White House ground floor showing location of the Map Room

The Map Room is a room on the ground floor of the White House, the official home of the president of the United States.

The Map Room takes its name from its use during World War II, when Franklin Roosevelt used it as a situation room where maps were consulted to track the war's progress (for such purposes, it was later replaced by the West Wing Situation Room). The room was originally finished as part of the extensive renovation of the White House designed by the architectural firm of McKim, Mead, and White in the administration of Theodore Roosevelt; the former basement billiard room was made into a formal space. In the Truman reconstruction of the White House (1949–1952), the room was paneled in the late Georgian style with wood sawn from the 1816 load-bearing timbers of the house. During the Kennedy administration, the room was used by the newly created Curator of the White House as an office, used to catalog donations of furniture and objects. Under the leadership of First Lady Pat Nixon, working with Curator Clement Conger, the room underwent a major redecoration in 1970, transforming it from an office to the parlor which remains today. The room was redecorated again in 1994.
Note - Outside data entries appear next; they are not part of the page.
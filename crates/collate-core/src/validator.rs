//! Field-name allow-list
//!
//! Every field name taken from a [`QueryState`](crate::QueryState) is screened here before it
//! can influence SQL text. Names match a declared [`FieldSpec`] by column or display name,
//! and only the matching [`FieldSpec`]'s `db_column` is used afterwards.

use crate::field::{FieldRegistry, FieldSpec};

/// Allow-list over the search, sort and filter declarations of one registry
///
/// # Examples
///
/// ```
/// use collate_core::{AllowList, FieldRegistry, FieldSpec};
///
/// let registry = FieldRegistry::new().search(FieldSpec::new("name").column("full_name"));
/// let allow = AllowList::new(&registry);
///
/// assert!(allow.validate("name"));
/// assert_eq!(allow.resolve("name").map(|s| s.db_column), Some("full_name"));
/// assert!(!allow.validate("\"; DROP TABLE users; --"));
/// ```
#[derive(Debug, Clone, Copy)]
pub struct AllowList<'a> {
	registry: &'a FieldRegistry,
}

impl<'a> AllowList<'a> {
	/// Build the allow-list for `registry`
	pub fn new(registry: &'a FieldRegistry) -> Self {
		Self { registry }
	}

	/// Whether `name` is a declared search, sort or filter field
	pub fn validate(&self, name: &str) -> bool {
		self.resolve(name).is_some()
	}

	/// Declaration that `name` refers to
	pub fn resolve(&self, name: &str) -> Option<&'a FieldSpec> {
		self.declared().find(|spec| spec.matches(name))
	}

	/// Declaration a filter entry named `name` applies to
	///
	/// The filter declaration wins over a search or sort declaration of the same name.
	pub fn resolve_filter(&self, name: &str) -> Option<&'a FieldSpec> {
		self.registry.filter_spec(name).or_else(|| self.resolve(name))
	}

	/// Declaration an order term named `name` applies to
	///
	/// The sort declaration wins over a search or filter declaration of the same name.
	pub fn resolve_sort(&self, name: &str) -> Option<&'a FieldSpec> {
		self.registry.sort_spec(name).or_else(|| self.resolve(name))
	}

	fn declared(&self) -> impl Iterator<Item = &'a FieldSpec> {
		let registry = self.registry;
		registry
			.search_fields()
			.iter()
			.chain(registry.sort_fields())
			.chain(registry.filter_fields())
	}
}

#[cfg(test)]
mod tests {
	use super::*;
	use crate::field::FieldKind;
	use rstest::{fixture, rstest};

	#[fixture]
	fn registry() -> FieldRegistry {
		FieldRegistry::new()
			.search(FieldSpec::new("name").column("people.full_name"))
			.sort(FieldSpec::new("created_at"))
			.filter(FieldSpec::new("active").column("is_active").kind(FieldKind::Boolean))
			.export(FieldSpec::new("salary"))
	}

	#[rstest]
	#[case("name")]
	#[case("people.full_name")]
	#[case("created_at")]
	#[case("active")]
	#[case("is_active")]
	fn declared_names_pass(registry: FieldRegistry, #[case] name: &str) {
		// Act & Assert
		assert!(AllowList::new(&registry).validate(name));
	}

	#[rstest]
	#[case("\"; DROP TABLE users; --")]
	#[case("salary")]
	#[case("")]
	#[case("NAME")]
	#[case("name ")]
	#[case("full_name")]
	#[case("1=1")]
	fn undeclared_names_fail(registry: FieldRegistry, #[case] name: &str) {
		// Act & Assert
		assert!(!AllowList::new(&registry).validate(name));
	}

	#[rstest]
	fn resolve_returns_registry_column(registry: FieldRegistry) {
		// Act
		let spec = AllowList::new(&registry).resolve("active").unwrap();

		// Assert
		assert_eq!(spec.db_column, "is_active");
		assert_eq!(spec.kind, FieldKind::Boolean);
	}

	#[rstest]
	fn role_declaration_wins_for_shared_name() {
		// Arrange
		let registry = FieldRegistry::new()
			.search(FieldSpec::new("status"))
			.sort(FieldSpec::new("status").column("status_rank"))
			.filter(FieldSpec::new("status").column("status_code").kind(FieldKind::SingleSelect));
		let allow = AllowList::new(&registry);

		// Act
		let filter = allow.resolve_filter("status").unwrap();
		let sort = allow.resolve_sort("status").unwrap();

		// Assert
		assert_eq!(filter.db_column, "status_code");
		assert_eq!(sort.db_column, "status_rank");
		assert_eq!(allow.resolve("status").unwrap().db_column, "status");
	}

	#[rstest]
	fn role_lookup_falls_back_to_any_declaration(registry: FieldRegistry) {
		// Act
		let allow = AllowList::new(&registry);

		// Assert
		assert_eq!(allow.resolve_filter("name").map(|s| s.db_column), Some("people.full_name"));
		assert_eq!(allow.resolve_sort("active").map(|s| s.db_column), Some("is_active"));
		assert!(allow.resolve_filter("salary").is_none());
	}
}
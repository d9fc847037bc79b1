//! Submitted form bodies

use crate::ParamResult;

/// Ordered name/value pairs of one submission
///
/// Order is preserved so that binding applies fields in the sequence the client sent them.
///
/// # Examples
///
/// ```
/// use collate_params::FormBody;
///
/// let body = FormBody::parse("search=jos%C3%A9&limit=20").unwrap();
/// assert_eq!(body.get("search"), Some("josé"));
/// assert_eq!(body.len(), 2);
/// ```
#[derive(Debug, Clone, Default, PartialEq, Eq)]
pub struct FormBody {
	fields: Vec<(String, String)>,
}

impl FormBody {
	/// Create an empty body
	pub fn new() -> Self {
		Self::default()
	}

	/// Decode an `application/x-www-form-urlencoded` body
	pub fn parse(body: &str) -> ParamResult<Self> {
		let fields: Vec<(String, String)> = serde_urlencoded::from_str(body)?;
		Ok(Self { fields })
	}

	/// Decode an `application/x-www-form-urlencoded` body from raw bytes
	pub fn from_bytes(body: &[u8]) -> ParamResult<Self> {
		let fields: Vec<(String, String)> = serde_urlencoded::from_bytes(body)?;
		Ok(Self { fields })
	}

	/// Build a body from already-decoded pairs
	pub fn from_pairs<I, K, V>(pairs: I) -> Self
	where
		I: IntoIterator<Item = (K, V)>,
		K: Into<String>,
		V: Into<String>,
	{
		Self {
			fields: pairs
				.into_iter()
				.map(|(k, v)| (k.into(), v.into()))
				.collect(),
		}
	}

	/// Append a field
	pub fn push(&mut self, name: impl Into<String>, value: impl Into<String>) {
		self.fields.push((name.into(), value.into()));
	}

	/// Append a field, builder style
	pub fn with(mut self, name: impl Into<String>, value: impl Into<String>) -> Self {
		self.push(name, value);
		self
	}

	/// First value submitted under `name`
	pub fn get(&self, name: &str) -> Option<&str> {
		self.fields
			.iter()
			.find(|(k, _)| k == name)
			.map(|(_, v)| v.as_str())
	}

	/// Whether any field named `name` was submitted
	pub fn contains(&self, name: &str) -> bool {
		self.fields.iter().any(|(k, _)| k == name)
	}

	/// Number of submitted fields
	pub fn len(&self) -> usize {
		self.fields.len()
	}

	/// Whether nothing was submitted
	pub fn is_empty(&self) -> bool {
		self.fields.is_empty()
	}

	/// Iterate fields in submission order
	pub fn iter(&self) -> impl Iterator<Item = (&str, &str)> {
		self.fields.iter().map(|(k, v)| (k.as_str(), v.as_str()))
	}
}

#[cfg(test)]
mod tests {
	use super::*;
	use rstest::rstest;

	#[rstest]
	fn parse_preserves_submission_order() {
		// Arrange
		let raw = "b=2&a=1&b=3";

		// Act
		let body = FormBody::parse(raw).unwrap();

		// Assert
		let pairs: Vec<_> = body.iter().collect();
		assert_eq!(pairs, vec![("b", "2"), ("a", "1"), ("b", "3")]);
		assert_eq!(body.get("b"), Some("2"));
	}

	#[rstest]
	fn parse_decodes_percent_and_plus() {
		// Act
		let body = FormBody::parse("search=Ana+Mar%C3%ADa&filters%5B0%5D.field=name").unwrap();

		// Assert
		assert_eq!(body.get("search"), Some("Ana María"));
		assert_eq!(body.get("filters[0].field"), Some("name"));
	}

	#[rstest]
	fn empty_body_parses_to_no_fields() {
		// Act
		let body = FormBody::parse("").unwrap();

		// Assert
		assert!(body.is_empty());
		assert!(!body.contains("limit"));
	}

	#[rstest]
	fn builder_appends_fields() {
		// Act
		let body = FormBody::new().with("limit", "10").with("search", "x");

		// Assert
		assert_eq!(body.len(), 2);
		assert!(body.contains("search"));
	}
}
//! Diacritic-insensitive search text
//!
//! [`normalize`] lower-cases and folds accented Latin letters to their base letter, so a
//! search for `jose` matches `José` without locale collation support in the database.
//! Stores that can register a SQL scalar function named [`NORMALIZE_FUNCTION`] apply the
//! same folding to column values.

/// Name of the SQL scalar function that applies [`normalize`] inside the database
pub const NORMALIZE_FUNCTION: &str = "normalize";

/// Escape character declared with `LIKE ... ESCAPE`
pub const LIKE_ESCAPE: char = '!';

/// Lower-case `text` and fold diacritics to base letters
///
/// Covers the a, c, d, e, i, l, n, o, r, s, t, u, y and z families plus the `æ` and `œ`
/// ligatures. Idempotent.
///
/// # Examples
///
/// ```
/// use collate_core::normalize;
///
/// assert_eq!(normalize("José Ñúñez"), "jose nunez");
/// assert_eq!(normalize("Œuvre"), "oeuvre");
/// assert_eq!(normalize("Č"), normalize("č"));
/// ```
pub fn normalize(text: &str) -> String {
	let mut out = String::with_capacity(text.len());
	for c in text.chars().flat_map(char::to_lowercase) {
		match c {
			'æ' => out.push_str("ae"),
			'œ' => out.push_str("oe"),
			_ => out.push(fold_char(c)),
		}
	}
	out
}

/// Base letter for a lower-case accented letter; other characters map to themselves
pub fn fold_char(c: char) -> char {
	match c {
		'à' | 'á' | 'â' | 'ã' | 'ä' | 'å' | 'ā' | 'ă' | 'ą' | 'ǎ' | 'ǟ' | 'ǡ' | 'ǻ' | 'ȁ' | 'ȃ'
		| 'ȧ' | 'ạ' | 'ả' | 'ấ' | 'ầ' | 'ẩ' | 'ẫ' | 'ậ' | 'ắ' | 'ằ' | 'ẳ' | 'ẵ' | 'ặ' => 'a',
		'ç' | 'ć' | 'ĉ' | 'ċ' | 'č' => 'c',
		'ď' | 'đ' | 'ð' => 'd',
		'è' | 'é' | 'ê' | 'ë' | 'ē' | 'ĕ' | 'ė' | 'ę' | 'ě' | 'ȅ' | 'ȇ' | 'ȩ' | 'ẹ' | 'ẻ' | 'ẽ'
		| 'ế' | 'ề' | 'ể' | 'ễ' | 'ệ' => 'e',
		'ì' | 'í' | 'î' | 'ï' | 'ĩ' | 'ī' | 'ĭ' | 'į' | 'ı' | 'ǐ' | 'ȉ' | 'ȋ' | 'ỉ' | 'ị' => 'i',
		'ĺ' | 'ļ' | 'ľ' | 'ŀ' | 'ł' => 'l',
		'ñ' | 'ń' | 'ņ' | 'ň' | 'ǹ' => 'n',
		'ò' | 'ó' | 'ô' | 'õ' | 'ö' | 'ø' | 'ō' | 'ŏ' | 'ő' | 'ơ' | 'ǒ' | 'ǿ' | 'ȍ' | 'ȏ' | 'ȫ'
		| 'ȭ' | 'ȯ' | 'ȱ' | 'ọ' | 'ỏ' | 'ố' | 'ồ' | 'ổ' | 'ỗ' | 'ộ' | 'ớ' | 'ờ' | 'ở' | 'ỡ'
		| 'ợ' => 'o',
		'ŕ' | 'ŗ' | 'ř' | 'ȑ' | 'ȓ' => 'r',
		'ś' | 'ŝ' | 'ş' | 'š' | 'ș' => 's',
		'ţ' | 'ť' | 'ŧ' | 'ț' => 't',
		'ù' | 'ú' | 'û' | 'ü' | 'ũ' | 'ū' | 'ŭ' | 'ů' | 'ű' | 'ų' | 'ư' | 'ǔ' | 'ǖ' | 'ǘ' | 'ǚ'
		| 'ǜ' | 'ȕ' | 'ȗ' | 'ụ' | 'ủ' | 'ứ' | 'ừ' | 'ử' | 'ữ' | 'ự' => 'u',
		'ý' | 'ÿ' | 'ŷ' | 'ỳ' | 'ỵ' | 'ỷ' | 'ỹ' => 'y',
		'ź' | 'ż' | 'ž' => 'z',
		_ => c,
	}
}

/// Escape [`LIKE_ESCAPE`], `%` and `_` so `input` matches literally inside a
/// `LIKE ... ESCAPE '!'` pattern
pub fn escape_like(input: &str) -> String {
	let mut out = String::with_capacity(input.len());
	for c in input.chars() {
		if matches!(c, LIKE_ESCAPE | '%' | '_') {
			out.push(LIKE_ESCAPE);
		}
		out.push(c);
	}
	out
}

/// `%escaped%` substring pattern for `term`
pub fn contains_pattern(term: &str) -> String {
	format!("%{}%", escape_like(term))
}

#[cfg(test)]
mod tests {
	use super::*;
	use proptest::prelude::*;
	use rstest::rstest;

	#[rstest]
	#[case("Č", "c")]
	#[case("č", "c")]
	#[case("ÀÉÎÕÜ", "aeiou")]
	#[case("Ça Đồng Łódź", "ca dong lodz")]
	#[case("Ŕíšťý Žďár", "risty zdar")]
	#[case("Æsir", "aesir")]
	#[case("Ørsted", "orsted")]
	#[case("plain ascii 123", "plain ascii 123")]
	#[case("日本語", "日本語")]
	#[case("", "")]
	fn folds_and_lowercases(#[case] input: &str, #[case] expected: &str) {
		// Act & Assert
		assert_eq!(normalize(input), expected);
	}

	#[rstest]
	fn case_insensitive() {
		// Act & Assert
		assert_eq!(normalize("JOSÉ"), normalize("josé"));
		assert_eq!(normalize("JOSÉ"), "jose");
	}

	#[rstest]
	#[case("50%", "50!%")]
	#[case("snake_case", "snake!_case")]
	#[case("wow!", "wow!!")]
	#[case("back\\slash", "back\\slash")]
	#[case("plain", "plain")]
	fn like_escaping(#[case] input: &str, #[case] expected: &str) {
		// Act & Assert
		assert_eq!(escape_like(input), expected);
	}

	#[rstest]
	fn contains_pattern_wraps_escaped_term() {
		// Act & Assert
		assert_eq!(contains_pattern("a_b"), "%a!_b%");
	}

	proptest! {
		#[test]
		fn prop_normalize_is_idempotent(text in "\\PC{0,40}") {
			let once = normalize(&text);
			prop_assert_eq!(normalize(&once), once);
		}

		#[test]
		fn prop_normalize_ignores_case(text in "[a-zA-ZàáâäçčéèêëíïñóöøšúüýžÀÁÂÄÇČÉÈÊËÍÏÑÓÖØŠÚÜÝŽ ]{0,30}") {
			prop_assert_eq!(normalize(&text.to_uppercase()), normalize(&text.to_lowercase()));
		}
	}
}
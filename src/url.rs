// Copyright 2019 Dmitry Tantsur <divius.inside@gmail.com>
//
// Licensed under the Apache License, Version 2.0 (the "License");
// you may not use this file except in compliance with the License.
// You may obtain a copy of the License at
//
//     http://www.apache.org/licenses/LICENSE-2.0
//
// Unless required by applicable law or agreed to in writing, software
// distributed under the License is distributed on an "AS IS" BASIS,
// WITHOUT WARRANTIES OR CONDITIONS OF ANY KIND, either express or implied.
// See the License for the specific language governing permissions and
// limitations under the License.

//! Handy primitives for working with URLs.

use reqwest::Url;
use url::ParseError;

use super::{Error, ErrorKind};

fn cannot_be_a_base(url: &Url) -> Error {
    Error::new(
        ErrorKind::InvalidResponse,
        format!("URL {} cannot be used as a base", url),
    )
}

/// Append path segments to the URL, ignoring a trailing slash.
#[allow(unused_results)]
pub fn extend<I>(mut url: Url, segments: I) -> Result<Url, Error>
where
    I: IntoIterator,
    I::Item: AsRef<str>,
{
    if url.cannot_be_a_base() {
        return Err(cannot_be_a_base(&url));
    }

    if let Ok(mut path) = url.path_segments_mut() {
        path.pop_if_empty().extend(segments);
    }
    Ok(url)
}

/// Resolve a link received in a response against the URL of that response.
///
/// Services behind a path prefix (e.g. `http://host/image`) return root-relative links without
/// the prefix, so it is restored from the base URL.
pub fn resolve_link(base: &Url, link: &str) -> Result<Url, ParseError> {
    let mut resolved = base.join(link)?;
    if !link.starts_with('/') || link.starts_with("//") {
        return Ok(resolved);
    }

    let first = match resolved.path_segments().and_then(|mut s| s.next()) {
        Some(first) if !first.is_empty() => first.to_string(),
        _ => return Ok(resolved),
    };
    let base_segments: Vec<&str> = match base.path_segments() {
        Some(segments) => segments.collect(),
        None => return Ok(resolved),
    };

    match base_segments.iter().position(|s| *s == first) {
        Some(prefix_len) if prefix_len > 0 => {
            let path = format!("/{}{}", base_segments[..prefix_len].join("/"), resolved.path());
            resolved.set_path(&path);
        }
        _ => {}
    }
    Ok(resolved)
}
The Map Room is furnished in the style of English cabinetmaker Thomas Chippendale and includes two stuffed-back armchairs that may have been built by Philadelphia cabinetmaker Thomas Affleck. Today the room is used for television interviews, small teas, and social gatherings.

==Events==
- Henry Kissinger and Soviet Ambassador Anatoly Dobrynin frequently met in the Map Room to deal with nuclear crises during the Cold War.
- On August 17, 1998, Bill Clinton gave testimony to Independent Counsel Ken Starr and his deputies, regarding his role in the Clinton–Lewinsky scandal. This was taped via closed-circuit television and later aired on national television. Clinton was the first sitting President to testify under oath when he was the subject of the investigation.
- On January 21, 2009, the day after the inauguration of Barack Obama, Chief Justice John Roberts re-administered the constitutional oath of office to Obama in the Map Room. This was done out of an abundance of caution on the advice of the White House Counsel's Office after Obama and Roberts had misstated parts of the constitutionally-prescribed oath the previous day.
- On February 18, 2010, Barack Obama met with the 14th Dalai Lama in the Map Room. This differs from how the Obama administration generally met foreign dignitaries and VIPs, as they usually met in the Oval Office.
- On November 3, 2020, Donald Trump's most senior reelection campaign aides used the Map Room as the campaign's Election Night command center.